A couple of years after we moved in, I decided I was tired of wondering if we had X or if I should go buy one. I was tired of venturing into the garage to dig through boxes when I needed a tool, or wanted to find a specific book that I was sure I owned. It was beyond time to start sorting through the piles. I started tackling unopened and partially opened boxes, the boxes that were stuffed into corners of closets, shoved carelessly into the garage. I was on a mission to take control of the boxes and the nonsense. When my husband asked what I was doing, I said I was cleaning out our life. Fast forward nine years, add two dogs, two cats and one kid to the 1200 square feet, and you will find in addition to all of the trappings that accompany those additional mouths to feed, at least two boxes in the garage that accompanied us from our previous house. Our house, our life still isn’t cleaned out. If anything, even with the removal of the boxes, even with things being placed in a logical location, or in some cases just pitched, our lives are messier than ever.
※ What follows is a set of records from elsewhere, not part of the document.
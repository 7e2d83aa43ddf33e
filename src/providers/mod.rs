//! Interpreter distribution providers.
//!
//! A provider turns an interpreter declaration into zero-or-one concrete
//! distribution per platform. The registry is an explicit value constructed
//! at startup and threaded into the config resolver, so pluggability never
//! depends on hidden global state.

mod url;

use std::collections::BTreeMap;
use std::fmt;
use std::path::PathBuf;

use anyhow::Result;

use crate::config::data::Data;
use crate::fetch::Fetcher;
use crate::model::File;
use crate::platform::Platform;

/// Where a resolved distribution's bytes live.
#[derive(Debug, Clone)]
pub enum DistributionSource {
    /// A remote locator the built scie fetches at runtime.
    Url(String),
    /// A local path resolved at export time through the download cache.
    Path(PathBuf),
}

/// A platform-specific interpreter distribution.
#[derive(Debug, Clone)]
pub struct Distribution {
    pub file: File,
    pub source: DistributionSource,
}

/// A capability that can resolve an interpreter distribution per platform.
pub trait Provider: fmt::Debug {
    /// Resolve this interpreter's distribution for `platform`, if it has
    /// one. Non-lazy providers may fetch through `fetcher` to yield a local
    /// path.
    fn distribution(&self, fetcher: &Fetcher, platform: Platform) -> Result<Option<Distribution>>;
}

/// The interpreter declaration a provider factory is given.
pub struct ProviderContext {
    pub id: String,
    pub lazy: bool,
    /// The interpreter's table minus `id`/`lazy`/`provider`, forwarded
    /// verbatim with its document path intact.
    pub config: Data,
}

pub type ProviderFactory = fn(&ProviderContext) -> Result<Box<dyn Provider>>;

/// A name-to-factory lookup for interpreter providers.
pub struct ProviderRegistry {
    factories: BTreeMap<String, ProviderFactory>,
}

impl ProviderRegistry {
    /// An empty registry.
    pub fn new() -> ProviderRegistry {
        ProviderRegistry {
            factories: BTreeMap::new(),
        }
    }

    /// A registry with the built-in providers registered.
    pub fn with_builtins() -> ProviderRegistry {
        let mut registry = ProviderRegistry::new();
        registry.register("url", url::create);
        registry
    }

    pub fn register(&mut self, name: &str, factory: ProviderFactory) {
        self.factories.insert(name.to_string(), factory);
    }

    pub fn get(&self, name: &str) -> Option<ProviderFactory> {
        self.factories.get(name).copied()
    }
}

impl Default for ProviderRegistry {
    fn default() -> ProviderRegistry {
        ProviderRegistry::with_builtins()
    }
}
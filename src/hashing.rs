//! Streaming file hashing shared by digest checks and release verification.

use std::fs::File;
use std::io::{BufReader, Read};
use std::path::Path;

use anyhow::{Context, Result};
use sha2::{Digest, Sha256};

/// Hash a file with sha256, returning the hex fingerprint and the byte size.
pub(crate) fn sha256_file(path: &Path) -> Result<(String, u64)> {
    let f = File::open(path).with_context(|| format!("Failed to open {}", path.display()))?;
    let mut r = BufReader::new(f);
    let mut hasher = Sha256::new();
    let mut buf = [0u8; 64 * 1024];
    let mut size = 0u64;
    loop {
        let n = r
            .read(&mut buf)
            .with_context(|| format!("Failed to read {}", path.display()))?;
        if n == 0 {
            break;
        }
        hasher.update(&buf[..n]);
        size += n as u64;
    }
    Ok((format!("{:x}", hasher.finalize()), size))
}
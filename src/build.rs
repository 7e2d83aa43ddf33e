//! The build orchestrator: export into a sandbox, run the scie-jump
//! assembler over each manifest, and land the finished binaries.

use std::fs;
use std::io::{BufReader, Write};
use std::path::{Path, PathBuf};
use std::process::{Command, Stdio};

use anyhow::{bail, Context, Result};
use clap::ValueEnum;
use semver::Version;
use sha2::{Digest as _, Sha256, Sha512};
use tempfile::TempDir;

use crate::a_scie::ReleaseSource;
use crate::export::{self, ExportOptions, FileMapping};
use crate::fetch::Fetcher;
use crate::model::Application;
use crate::platform::Platform;

/// Assembling for another platform rides on scie-jump's `-sj` support,
/// which older releases lack.
const MIN_ASSEMBLY_VERSION: Version = Version::new(0, 9, 0);

#[derive(Debug, Clone, Copy, PartialEq, Eq, ValueEnum)]
pub enum HashAlgorithm {
    Sha256,
    Sha512,
}

impl HashAlgorithm {
    pub fn as_str(&self) -> &'static str {
        match self {
            HashAlgorithm::Sha256 => "sha256",
            HashAlgorithm::Sha512 => "sha512",
        }
    }
}

#[derive(Debug, Clone)]
pub struct BuildOptions {
    pub file_mappings: Vec<FileMapping>,
    pub dest_dir: PathBuf,
    pub preserve_sandbox: bool,
    /// A local scie-jump binary to assemble with instead of a fetched
    /// release. Restricts the build to the current platform.
    pub use_jump: Option<PathBuf>,
    pub hash_algorithms: Vec<HashAlgorithm>,
    pub use_platform_suffix: bool,
    pub include_provenance: bool,
}

/// Build one scie executable per requested platform, returning the final
/// binary paths in platform order.
pub fn build(
    app: &Application,
    fetcher: &Fetcher,
    releases: &ReleaseSource,
    options: &BuildOptions,
) -> Result<Vec<PathBuf>> {
    if let Some(version) = &app.scie_jump.version {
        if *version < MIN_ASSEMBLY_VERSION {
            bail!(
                "Cannot build with scie-jump {version}: assembling scies requires \
                 {MIN_ASSEMBLY_VERSION} or newer."
            );
        }
    }

    let current = Platform::current()?;
    let (platforms, use_suffix) = resolve_platforms(
        app.platforms.iter().copied().collect(),
        current,
        options.use_platform_suffix,
        options.use_jump.is_some(),
    );

    // The export is staged in a throwaway sandbox so a failed assembly
    // leaves nothing behind in the destination.
    let sandbox = TempDir::new().context("Failed to create a build sandbox")?;
    let mut sandbox_guard = None;
    let sandbox_dir = if options.preserve_sandbox {
        let path = sandbox.into_path();
        println!("Preserving the build sandbox at {}", path.display());
        path
    } else {
        let path = sandbox.path().to_path_buf();
        sandbox_guard = Some(sandbox);
        path
    };

    let manifests = export::export(
        app,
        fetcher,
        releases,
        &ExportOptions {
            file_mappings: options.file_mappings.clone(),
            dest_dir: sandbox_dir,
            force: false,
            platforms: Some(platforms),
            include_provenance: options.include_provenance,
        },
    )?;

    let native_jump = match &options.use_jump {
        Some(path) => path.clone(),
        None => releases.jump(fetcher, &app.scie_jump, current)?,
    };

    fs::create_dir_all(&options.dest_dir).with_context(|| {
        format!(
            "Failed to create build destination {}",
            options.dest_dir.display()
        )
    })?;

    let mut built = Vec::with_capacity(manifests.len());
    for (platform, manifest_path) in manifests {
        let platform_jump = match &options.use_jump {
            Some(path) => path.clone(),
            None => releases.jump(fetcher, &app.scie_jump, platform)?,
        };
        let manifest_dir = manifest_path
            .parent()
            .with_context(|| format!("The manifest at {} has no parent", manifest_path.display()))?;
        assemble(&native_jump, &platform_jump, manifest_dir)?;

        // The native jump doing the assembly names its output by the host
        // platform's convention; only the final rename is target-named.
        let assembled = manifest_dir.join(current.binary_name(&app.name));
        if !assembled.exists() {
            bail!(
                "The assembler reported success but produced no binary at {}.",
                assembled.display()
            );
        }
        let final_name = if use_suffix {
            platform.qualified_binary_name(&app.name)
        } else {
            platform.binary_name(&app.name)
        };
        let dest = options.dest_dir.join(&final_name);
        move_file(&assembled, &dest)?;

        for algorithm in &options.hash_algorithms {
            write_checksum_sidecar(*algorithm, &dest, &final_name)?;
        }
        built.push(dest);
    }
    drop(sandbox_guard);
    Ok(built)
}

/// Decide which platforms to build and whether the output names carry a
/// platform suffix. A suffix is forced for multi-platform or cross-platform
/// builds; a local jump binary cannot cross-build, so it wins the conflict
/// and narrows the build to the current platform.
fn resolve_platforms(
    requested: Vec<Platform>,
    current: Platform,
    use_platform_suffix: bool,
    use_local_jump: bool,
) -> (Vec<Platform>, bool) {
    let use_suffix =
        use_platform_suffix || requested.len() > 1 || requested.first() != Some(&current);
    if use_local_jump && use_suffix {
        eprintln!(
            "Warning: a local scie-jump binary can only assemble for the current platform; \
             building for {current} only, without a platform suffix."
        );
        return (vec![current], false);
    }
    (requested, use_suffix)
}

/// Run `<native-jump> -sj <platform-jump> lift.json` in the manifest's
/// directory. The assembler chatters on stdout; only its exit code matters.
fn assemble(native_jump: &Path, platform_jump: &Path, manifest_dir: &Path) -> Result<()> {
    let status = Command::new(native_jump)
        .arg("-sj")
        .arg(platform_jump)
        .arg("lift.json")
        .current_dir(manifest_dir)
        .stdout(Stdio::null())
        .status()
        .with_context(|| format!("Failed to run the assembler at {}", native_jump.display()))?;
    if !status.success() {
        bail!(
            "The scie assembly in {} failed: {status}.",
            manifest_dir.display()
        );
    }
    Ok(())
}

fn move_file(from: &Path, to: &Path) -> Result<()> {
    if fs::rename(from, to).is_ok() {
        return Ok(());
    }
    // Rename fails across filesystems; fall back to copy and remove.
    fs::copy(from, to)
        .with_context(|| format!("Failed to move {} to {}", from.display(), to.display()))?;
    fs::remove_file(from)
        .with_context(|| format!("Failed to remove {} after copying", from.display()))?;
    Ok(())
}

fn write_checksum_sidecar(algorithm: HashAlgorithm, binary: &Path, name: &str) -> Result<()> {
    let hex = checksum(algorithm, binary)?;
    let sidecar = binary.with_file_name(format!("{name}.{}", algorithm.as_str()));
    let mut out = fs::File::create(&sidecar)
        .with_context(|| format!("Failed to create {}", sidecar.display()))?;
    writeln!(out, "{hex} *{name}")
        .with_context(|| format!("Failed to write {}", sidecar.display()))?;
    Ok(())
}

fn checksum(algorithm: HashAlgorithm, path: &Path) -> Result<String> {
    let file = fs::File::open(path)
        .with_context(|| format!("Failed to open {} for hashing", path.display()))?;
    let mut reader = BufReader::new(file);
    let hex = match algorithm {
        HashAlgorithm::Sha256 => {
            let mut hasher = Sha256::new();
            std::io::copy(&mut reader, &mut hasher)
                .with_context(|| format!("Failed to hash {}", path.display()))?;
            format!("{:x}", hasher.finalize())
        }
        HashAlgorithm::Sha512 => {
            let mut hasher = Sha512::new();
            std::io::copy(&mut reader, &mut hasher)
                .with_context(|| format!("Failed to hash {}", path.display()))?;
            format!("{:x}", hasher.finalize())
        }
    };
    Ok(hex)
}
We have added more than heartbeats and mouths to feed to this house in the past nine years. We have added more than birthday presents and new curtains. Living a laundry lifestyle in 1200 square feet has brought with it the very stuff that we wade through every single day. We have added medical diagnoses, worry, arguments, anxiety, stress, successes, failures, physical and occupational therapy, mental health counseling, grief, love, college classes, pre-school classes, graduate school classes, homework fights, boy scout projects, envy, apathy, stomach aches, dental surgeries, training wheels, art projects, spelling tests, home offices, garden patches, neighbor kids, grand-people and a thousand other things have come and gone through the doors of this house in nine years. And all of those things bear with them artifacts, to remind us that they were here, and sometimes still linger. So, I continue sorting through the piles, trying to make sense of what to keep and what to toss, what has a place on a shelf, what needs pitched into a can, what needs shoved back into a box to deal with on another day. I reload the washer, and shift the wet stuff to the dryer, and stare down the three piles of laundry at the foot of my bed. Those piles are more than t-shirts that are getting wrinkled in a basket. They are evidence of jam-packed days and exhausted nights. They are artifacts signifying the impracticality of stretching human-sized arms around all of the piles and boxes that come with life in a little house. Those unmatched socks, those wadded up dishcloths aren’t forgotten piles of wasted fabric. They are banners that wave before this small army of dog walking, library book reading, pedal-car racing, laundry shifting humans.
We still have boxes in the garage. We still have laundry in our baskets. But we still have a lot of years to sort through all of these piles that life keeps throwing at us. For today, I’ve still got about three loads of laundry to sort and at least two more to wash.